KINGSTON, Jamaica – The Ministry of Health is urging people to be more vigilant and take their responsibility as citizens seriously by cleaning up their environment and destroying mosquito breeding sites.
The ministry’s plea follows the announcement by the Caribbean Public Health Agency on Thursday that the Zika virus has been detected in the Caribbean.
Chief Medical Officer Dr Marion Bullock DuCasse pointed out in a Ministry of Health release that the Zika virus is spread in the same way as chikungunya and dengue and via the same mosquito – the Aedes aegypti.
She said the Ministry of Health continues its preparedness activities for the possible introduction of the Zika virus in Jamaica. The virus has previously been reported in Brazil, Colombia and suspected in the Dominican Republic. The Pan American Health Organization has indicated that it has been confirmed in Suriname.
The Regional Health Authorities increased the frequency of fogging in several areas and will continue to pay close attention to high risk communities, the release said.

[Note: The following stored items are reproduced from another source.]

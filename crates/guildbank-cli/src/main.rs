use anyhow::Result;
use clap::Parser;

fn main() -> Result<()> {
    tracing_subscriber::fmt()
        .with_env_filter(tracing_subscriber::EnvFilter::from_default_env())
        .init();

    let cli = guildbank_cli::Cli::parse();
    guildbank_cli::run_cli(cli)
}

“I want to point out however that fogging is a temporary solution and cannot by itself solve the problem of mosquito breeding,” Bullock DuCasse emphasised.
She is calling on members of the public to destroy mosquito breeding sites by looking for anything around the home, school, churches and business places that may collect water and either cover it, keep it dry or dispose of it. Repair leaking pipes and outdoor faucets, cut the grass short and trim shrubbery, clear roof gutters and eaves to prevent water from settling and fill in and drain any low places in the yard such as areas where there are usually puddles when it rains.
“Persons should also protect themselves from mosquito bites by using insect repellent containing DEET, putting mesh on windows and doors and wearing long sleeved clothing where possible,” DuCasse said.
She added that “our close working relationship with the Local Government through the parish councils continues to ensure an integrated approach to controlling the mosquito population.” The Ministry recently handed over 45-55 gallon specially designed drum covers to the Parish Councils for distribution to communities.
The Ministry of Health also said it continues to prepare the health sector for any possible introduction of Zika virus as part of the vector control response. The Zika virus has not been detected in Jamaica to date.
The symptoms of Zika virus include fever, muscle and joint pain, headache, nausea, eyeball pain, inflammation of the eye, vomiting, diarrhoea or abdominal pain, weakness, swelling of the lower limbs and rash consisting of small bumps. Symptoms last approximately four to seven days.